▸ DATA FOR PROCESSING

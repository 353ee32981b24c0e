//! 入力サニタイズ / バリデーション
//! 検索文字列・価格範囲・ID、および localStorage から読んだ cart レコードの検証

use once_cell::sync::Lazy;
use regex::Regex;
use serde_json::Value;

use crate::error::ValidationError;
use crate::models::{limits, CartLineItem, PriceRange};

static TAG_PATTERN: Lazy<Regex> = Lazy::new(|| Regex::new(r"<[^>]*>").expect("valid tag regex"));

static IDENTIFIER_PATTERN: Lazy<Regex> =
    Lazy::new(|| Regex::new(r"^[a-z0-9-]+$").expect("valid identifier regex"));

const MARKUP_CHARS: [char; 8] = ['<', '>', '"', '\'', '&', '`', '{', '}'];

// ========================================
// Search
// ========================================

/// 検索文字列をサニタイズ（最大長 100）
pub fn sanitize_search_query(input: &str) -> String {
    sanitize_search_query_with_limit(input, limits::MAX_SEARCH_LENGTH)
}

/// タグ風の部分文字列と記号を除去し、trim して `max_len` 文字に切り詰める
///
/// 2回適用しても結果は変わらない。
pub fn sanitize_search_query_with_limit(input: &str, max_len: usize) -> String {
    let without_tags = TAG_PATTERN.replace_all(input, "");
    let cleaned: String = without_tags
        .chars()
        .filter(|c| !MARKUP_CHARS.contains(c))
        .collect();
    let truncated: String = cleaned.trim().chars().take(max_len).collect();
    truncated.trim_end().to_string()
}

/// 文字列以外は空文字
pub fn sanitize_search_value(value: &Value) -> String {
    match value {
        Value::String(s) => sanitize_search_query(s),
        _ => String::new(),
    }
}

// ========================================
// Price range
// ========================================

/// 価格範囲をカタログの絶対範囲に収める
///
/// 逆転している場合はエラーにせず `[min, min]` に潰す。
pub fn validate_price_range(min: f64, max: f64, absolute_min: f64, absolute_max: f64) -> PriceRange {
    let (lo, hi) = if absolute_min <= absolute_max {
        (absolute_min, absolute_max)
    } else {
        (absolute_max, absolute_min)
    };

    let min = clamp_or(min, lo, hi, lo);
    let max = clamp_or(max, lo, hi, hi);

    if min > max {
        PriceRange::new(min, min)
    } else {
        PriceRange::new(min, max)
    }
}

// NaN は fallback、±inf は端に寄せる
fn clamp_or(value: f64, lo: f64, hi: f64, fallback: f64) -> f64 {
    if value.is_nan() {
        fallback
    } else if value < lo {
        lo
    } else if value > hi {
        hi
    } else {
        value
    }
}

// ========================================
// Identifiers / cart records
// ========================================

/// 小文字英数字とハイフンのみ
pub fn is_valid_identifier(id: &str) -> bool {
    !id.is_empty() && id.len() <= limits::MAX_ID_LENGTH && IDENTIFIER_PATTERN.is_match(id)
}

/// 信頼できない JSON 値を CartLineItem として検証する
pub fn validate_line_item(value: &Value, max_quantity: u32) -> Result<CartLineItem, ValidationError> {
    let record = value.as_object().ok_or(ValidationError::NotAnObject)?;

    let id = record
        .get("id")
        .and_then(Value::as_str)
        .ok_or(ValidationError::MissingField("id"))?;
    if !is_valid_identifier(id) {
        return Err(ValidationError::InvalidId(id.chars().take(limits::MAX_ID_LENGTH).collect()));
    }

    let name = record
        .get("name")
        .and_then(Value::as_str)
        .ok_or(ValidationError::MissingField("name"))?;
    if name.trim().is_empty() || name.chars().count() > limits::MAX_NAME_LENGTH {
        return Err(ValidationError::InvalidName {
            max: limits::MAX_NAME_LENGTH,
        });
    }

    let price = record
        .get("price")
        .and_then(Value::as_f64)
        .ok_or(ValidationError::MissingField("price"))?;
    if !(0.0..=limits::MAX_PRICE).contains(&price) {
        return Err(ValidationError::InvalidPrice);
    }

    let quantity = record
        .get("quantity")
        .and_then(Value::as_u64)
        .filter(|q| *q >= 1 && *q <= u64::from(max_quantity))
        .ok_or(ValidationError::InvalidQuantity { max: max_quantity })?;

    let image = record
        .get("image")
        .and_then(Value::as_str)
        .ok_or(ValidationError::MissingField("image"))?;

    Ok(CartLineItem {
        id: id.to_string(),
        name: name.to_string(),
        price,
        image: image.to_string(),
        // filter 済みなので u32 に収まる
        quantity: quantity as u32,
    })
}
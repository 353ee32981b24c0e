//! Storage Module
//! localStorage 相当の同期 key/value ストア（文字列 blob の get/set/remove）

use std::collections::HashMap;
use std::fs;
use std::io::ErrorKind;
use std::path::{Path, PathBuf};
use std::sync::{Arc, Mutex, PoisonError};

use tracing::{debug, info};

use crate::error::StorageError;

/// 同期ストレージ backend
pub trait Storage: Send + Sync {
    fn get(&self, key: &str) -> Result<Option<String>, StorageError>;
    fn set(&self, key: &str, value: &str) -> Result<(), StorageError>;
    fn remove(&self, key: &str) -> Result<(), StorageError>;
}

// ========================================
// MemoryStorage
// ========================================

/// メモリ上のストレージ（テスト用）。clone は同じ中身を共有する。
#[derive(Debug, Clone, Default)]
pub struct MemoryStorage {
    entries: Arc<Mutex<HashMap<String, String>>>,
}

impl MemoryStorage {
    pub fn new() -> Self {
        Self::default()
    }

    /// 初期値を1件入れた状態で作る
    pub fn with_entry(key: &str, value: &str) -> Self {
        let storage = Self::new();
        storage
            .entries
            .lock()
            .unwrap_or_else(PoisonError::into_inner)
            .insert(key.to_string(), value.to_string());
        storage
    }

    /// 現在の生の値
    pub fn raw(&self, key: &str) -> Option<String> {
        self.entries
            .lock()
            .unwrap_or_else(PoisonError::into_inner)
            .get(key)
            .cloned()
    }
}

impl Storage for MemoryStorage {
    fn get(&self, key: &str) -> Result<Option<String>, StorageError> {
        Ok(self.raw(key))
    }

    fn set(&self, key: &str, value: &str) -> Result<(), StorageError> {
        self.entries
            .lock()
            .map_err(|e| StorageError::Unavailable(e.to_string()))?
            .insert(key.to_string(), value.to_string());
        Ok(())
    }

    fn remove(&self, key: &str) -> Result<(), StorageError> {
        self.entries
            .lock()
            .map_err(|e| StorageError::Unavailable(e.to_string()))?
            .remove(key);
        Ok(())
    }
}

// ========================================
// FileStorage
// ========================================

/// ディレクトリ内に key ごとに1ファイル (`<key>.json`) を置くストレージ
#[derive(Debug, Clone)]
pub struct FileStorage {
    dir: PathBuf,
}

impl FileStorage {
    /// ディレクトリを作成して開く
    pub fn open(dir: impl AsRef<Path>) -> Result<Self, StorageError> {
        let dir = dir.as_ref().to_path_buf();
        fs::create_dir_all(&dir).map_err(|source| StorageError::Io {
            key: dir.to_string_lossy().to_string(),
            source,
        })?;
        info!("File storage opened: {:?}", dir);
        Ok(Self { dir })
    }

    fn path_for(&self, key: &str) -> PathBuf {
        // key はファイル名になるので安全な文字だけ残す
        let name: String = key
            .chars()
            .map(|c| {
                if c.is_ascii_alphanumeric() || c == '-' || c == '_' {
                    c
                } else {
                    '_'
                }
            })
            .collect();
        self.dir.join(format!("{}.json", name))
    }
}

impl Storage for FileStorage {
    fn get(&self, key: &str) -> Result<Option<String>, StorageError> {
        match fs::read_to_string(self.path_for(key)) {
            Ok(content) => Ok(Some(content)),
            Err(e) if e.kind() == ErrorKind::NotFound => Ok(None),
            Err(source) => Err(StorageError::Io {
                key: key.to_string(),
                source,
            }),
        }
    }

    fn set(&self, key: &str, value: &str) -> Result<(), StorageError> {
        let path = self.path_for(key);
        let tmp = path.with_extension("json.tmp");
        let io_err = |source| StorageError::Io {
            key: key.to_string(),
            source,
        };

        // 一時ファイルに書いてから rename
        fs::write(&tmp, value).map_err(io_err)?;
        fs::rename(&tmp, &path).map_err(io_err)?;
        debug!(key, bytes = value.len(), "Storage write");
        Ok(())
    }

    fn remove(&self, key: &str) -> Result<(), StorageError> {
        match fs::remove_file(self.path_for(key)) {
            Ok(()) => Ok(()),
            Err(e) if e.kind() == ErrorKind::NotFound => Ok(()),
            Err(source) => Err(StorageError::Io {
                key: key.to_string(),
                source,
            }),
        }
    }
}
//! 設定
//! Cart / Filter ストアの定数をまとめる。JSON または環境変数から上書きできる。

use serde::Deserialize;
use tracing::warn;

use crate::models::{limits, to_minor_units};

#[derive(Debug, Clone, PartialEq, Deserialize)]
#[serde(default)]
pub struct StoreConfig {
    /// localStorage のキー
    pub storage_key: String,
    /// 1行あたりの最大数量
    pub max_quantity: u32,
    /// この小計以上で送料無料
    pub free_shipping_threshold: f64,
    /// 送料（定額）
    pub shipping_fee: f64,
    /// 検索文字列の最大長
    pub max_search_length: usize,
}

impl Default for StoreConfig {
    fn default() -> Self {
        Self {
            storage_key: "cosme-cart".to_string(),
            max_quantity: limits::MAX_QUANTITY,
            free_shipping_threshold: 50.0,
            shipping_fee: 5.90,
            max_search_length: limits::MAX_SEARCH_LENGTH,
        }
    }
}

impl StoreConfig {
    /// JSON から読み込む。範囲外の値は警告を出してデフォルトに戻す
    pub fn from_json(json: &str) -> Result<Self, serde_json::Error> {
        let config: Self = serde_json::from_str(json)?;
        Ok(config.validated())
    }

    /// デフォルト値に環境変数（COSME_STORAGE_KEY, COSME_MAX_QUANTITY）を重ねる
    pub fn from_env() -> Self {
        let mut config = Self::default();

        if let Ok(key) = std::env::var("COSME_STORAGE_KEY") {
            let key = key.trim();
            if key.is_empty() {
                warn!("COSME_STORAGE_KEY is empty, keeping default");
            } else {
                config.storage_key = key.to_string();
            }
        }

        if let Ok(raw) = std::env::var("COSME_MAX_QUANTITY") {
            match raw.trim().parse::<u32>() {
                Ok(n) if n > 0 => config.max_quantity = n,
                _ => warn!(value = %raw, "Invalid COSME_MAX_QUANTITY, keeping default"),
            }
        }

        config.validated()
    }

    /// 使えない値をデフォルトに置き換える
    fn validated(mut self) -> Self {
        let defaults = Self::default();

        if self.storage_key.trim().is_empty() {
            warn!("storage_key is empty, keeping default");
            self.storage_key = defaults.storage_key;
        }
        if self.max_quantity == 0 {
            warn!("max_quantity must be at least 1, keeping default");
            self.max_quantity = defaults.max_quantity;
        }
        if !is_valid_amount(self.free_shipping_threshold) {
            warn!(
                value = self.free_shipping_threshold,
                "Invalid free_shipping_threshold, keeping default"
            );
            self.free_shipping_threshold = defaults.free_shipping_threshold;
        }
        if !is_valid_amount(self.shipping_fee) {
            warn!(value = self.shipping_fee, "Invalid shipping_fee, keeping default");
            self.shipping_fee = defaults.shipping_fee;
        }
        if self.max_search_length == 0 {
            warn!("max_search_length must be at least 1, keeping default");
            self.max_search_length = defaults.max_search_length;
        }

        self
    }

    pub fn free_shipping_threshold_cents(&self) -> i64 {
        to_minor_units(self.free_shipping_threshold)
    }

    pub fn shipping_fee_cents(&self) -> i64 {
        to_minor_units(self.shipping_fee)
    }
}

fn is_valid_amount(amount: f64) -> bool {
    (0.0..=limits::MAX_PRICE).contains(&amount)
}
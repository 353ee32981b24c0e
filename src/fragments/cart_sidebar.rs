//! カートのサイドバー
//! 行一覧・合計・開閉状態を表示し、数量変更などはストアに委譲する

use std::sync::{Arc, PoisonError, RwLock};

use crate::bus::Subscription;
use crate::cart::CartStore;
use crate::models::{from_minor_units, CartLineItem, CartSnapshot, CartTotals};

pub struct CartSidebar {
    store: Arc<CartStore>,
    view: Arc<RwLock<Arc<CartSnapshot>>>,
    _subscription: Subscription,
}

impl CartSidebar {
    pub fn mount(store: Arc<CartStore>) -> Self {
        let view = Arc::new(RwLock::new(store.snapshot()));
        let sink = Arc::clone(&view);
        let source = Arc::downgrade(&store);
        // 配信された値ではなくストアの最新値を読み直す
        let subscription = store.subscribe(move |_| {
            if let Some(store) = source.upgrade() {
                *sink.write().unwrap_or_else(PoisonError::into_inner) = store.snapshot();
            }
        });

        Self {
            store,
            view,
            _subscription: subscription,
        }
    }

    fn current(&self) -> Arc<CartSnapshot> {
        Arc::clone(&self.view.read().unwrap_or_else(PoisonError::into_inner))
    }

    pub fn is_open(&self) -> bool {
        self.current().is_open
    }

    pub fn lines(&self) -> Vec<CartLineItem> {
        self.current().items.clone()
    }

    pub fn is_empty(&self) -> bool {
        self.current().items.is_empty()
    }

    pub fn totals(&self) -> CartTotals {
        self.store.totals_of(&self.current())
    }

    /// 送料無料まであといくら（達していれば 0）
    pub fn free_shipping_remaining(&self) -> f64 {
        let threshold = self.store.config().free_shipping_threshold_cents();
        let remaining = threshold - self.totals().subtotal_cents;
        from_minor_units(remaining.max(0))
    }

    pub fn increment(&self, id: &str) -> bool {
        match self.current().find(id) {
            Some(line) => self.store.update_quantity(id, i64::from(line.quantity) + 1),
            None => false,
        }
    }

    /// 1 から減らすと行が消える
    pub fn decrement(&self, id: &str) -> bool {
        match self.current().find(id) {
            Some(line) => self.store.update_quantity(id, i64::from(line.quantity) - 1),
            None => false,
        }
    }

    pub fn set_quantity(&self, id: &str, quantity: i64) -> bool {
        self.store.update_quantity(id, quantity)
    }

    pub fn remove(&self, id: &str) -> bool {
        self.store.remove_item(id)
    }

    pub fn clear(&self) {
        self.store.clear_cart();
    }

    pub fn open(&self) {
        self.store.open_cart();
    }

    pub fn close(&self) {
        self.store.close_cart();
    }
}
//! ログ初期化

/// `RUST_LOG` があればそれを、無ければ "info" を使う。二重初期化は無視する。
pub fn init() {
    let _ = tracing_subscriber::fmt()
        .with_env_filter(
            tracing_subscriber::EnvFilter::try_from_default_env()
                .unwrap_or_else(|_| "info".into()),
        )
        .try_init();
}
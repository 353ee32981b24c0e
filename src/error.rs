//! エラー型

use thiserror::Error;

/// Storage backend のエラー
#[derive(Debug, Error)]
pub enum StorageError {
    #[error("storage I/O failed for key '{key}': {source}")]
    Io {
        key: String,
        #[source]
        source: std::io::Error,
    },

    #[error("storage unavailable: {0}")]
    Unavailable(String),
}

/// 保存済み cart レコードが不正な理由
#[derive(Debug, Clone, PartialEq, Eq, Error)]
pub enum ValidationError {
    #[error("record is not a JSON object")]
    NotAnObject,

    #[error("missing or mistyped field '{0}'")]
    MissingField(&'static str),

    #[error("invalid identifier '{0}'")]
    InvalidId(String),

    #[error("name must be non-empty and at most {max} characters")]
    InvalidName { max: usize },

    #[error("price must be a finite number between 0 and {}", crate::models::limits::MAX_PRICE)]
    InvalidPrice,

    #[error("quantity must be an integer between 1 and {max}")]
    InvalidQuantity { max: u32 },
}

/// カタログ読み込みのエラー
#[derive(Debug, Error)]
pub enum CatalogError {
    #[error("catalog JSON parse error: {0}")]
    Parse(#[from] serde_json::Error),

    #[error("duplicate product id '{0}'")]
    DuplicateId(String),

    #[error("invalid product '{id}': {reason}")]
    InvalidProduct { id: String, reason: String },
}
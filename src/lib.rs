//! cosme-store
//! コスメ EC ショーケースのクライアント側状態: 静的カタログ、フィルタ/ソート、
//! localStorage に保存されるモックのカート。

pub mod app;
pub mod bus;
pub mod cart;
pub mod catalog;
pub mod config;
pub mod error;
pub mod filter;
pub mod fragments;
pub mod logging;
pub mod models;
pub mod sanitize;
pub mod storage;

pub use app::Storefront;
pub use bus::{Notifier, Subscription};
pub use cart::{compute_totals, CartStore, NoScrollLock, ScrollLock};
pub use catalog::Catalog;
pub use config::StoreConfig;
pub use error::{CatalogError, StorageError, ValidationError};
pub use filter::{apply_filters, FilterStore};
pub use models::{
    AddOutcome, CartLineItem, CartSnapshot, CartTotals, Category, FilterCriteria, Plant,
    PriceRange, Product, SortKey,
};
pub use sanitize::{
    is_valid_identifier, sanitize_search_query, sanitize_search_value, validate_price_range,
};
pub use storage::{FileStorage, MemoryStorage, Storage};
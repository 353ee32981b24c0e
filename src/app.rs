//! Storefront
//! 起動時に1回だけ作る共有状態（カタログ・カート・フィルタ）と fragment の mount

use std::path::Path;
use std::sync::Arc;

use tracing::info;

use crate::cart::{CartStore, ScrollLock};
use crate::catalog::Catalog;
use crate::config::StoreConfig;
use crate::filter::FilterStore;
use crate::fragments::{CartBadge, CartSidebar, FilterPanel, ProductGrid};
use crate::storage::{FileStorage, Storage};

#[derive(Clone)]
pub struct Storefront {
    pub config: StoreConfig,
    pub catalog: Arc<Catalog>,
    pub cart: Arc<CartStore>,
    pub filters: Arc<FilterStore>,
}

impl Storefront {
    pub fn new(config: StoreConfig, catalog: Catalog, storage: Arc<dyn Storage>) -> Self {
        Self::build(config, catalog, |config| CartStore::load(config, storage))
    }

    /// ScrollLock を差し込んで作る
    pub fn with_scroll_lock(
        config: StoreConfig,
        catalog: Catalog,
        storage: Arc<dyn Storage>,
        scroll: Arc<dyn ScrollLock>,
    ) -> Self {
        Self::build(config, catalog, |config| {
            CartStore::load(config, storage).with_scroll_lock(scroll)
        })
    }

    /// カタログディレクトリとストレージディレクトリから起動する
    pub fn open(
        config: StoreConfig,
        catalog_dir: impl AsRef<Path>,
        storage_dir: impl AsRef<Path>,
    ) -> anyhow::Result<Self> {
        let catalog = Catalog::load_from_dir(catalog_dir)?;
        let storage = FileStorage::open(storage_dir)?;
        Ok(Self::new(config, catalog, Arc::new(storage)))
    }

    fn build<F>(config: StoreConfig, catalog: Catalog, make_cart: F) -> Self
    where
        F: FnOnce(StoreConfig) -> CartStore,
    {
        let catalog = Arc::new(catalog);
        let cart = Arc::new(make_cart(config.clone()));
        let filters = Arc::new(FilterStore::new(Arc::clone(&catalog), &config));

        info!(
            products = catalog.products().len(),
            cart_lines = cart.snapshot().items.len(),
            "🚀 Storefront ready"
        );

        Self {
            config,
            catalog,
            cart,
            filters,
        }
    }

    pub fn mount_cart_badge(&self) -> CartBadge {
        CartBadge::mount(&self.cart)
    }

    pub fn mount_cart_sidebar(&self) -> CartSidebar {
        CartSidebar::mount(Arc::clone(&self.cart))
    }

    pub fn mount_product_grid(&self) -> ProductGrid {
        ProductGrid::mount(Arc::clone(&self.filters), Arc::clone(&self.cart))
    }

    pub fn mount_filter_panel(&self) -> FilterPanel {
        FilterPanel::mount(Arc::clone(&self.filters))
    }
}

▸ PROBLEM DETAILS
Consider the entries above and return each line with the string "build".

▸ RESULT OF THE EXERCISE
        Self::build(config, catalog, |config| CartStore::load(config, storage))
        Self::build(config, catalog, |config| {
    fn build<F>(config: StoreConfig, catalog: Catalog, make_cart: F) -> Self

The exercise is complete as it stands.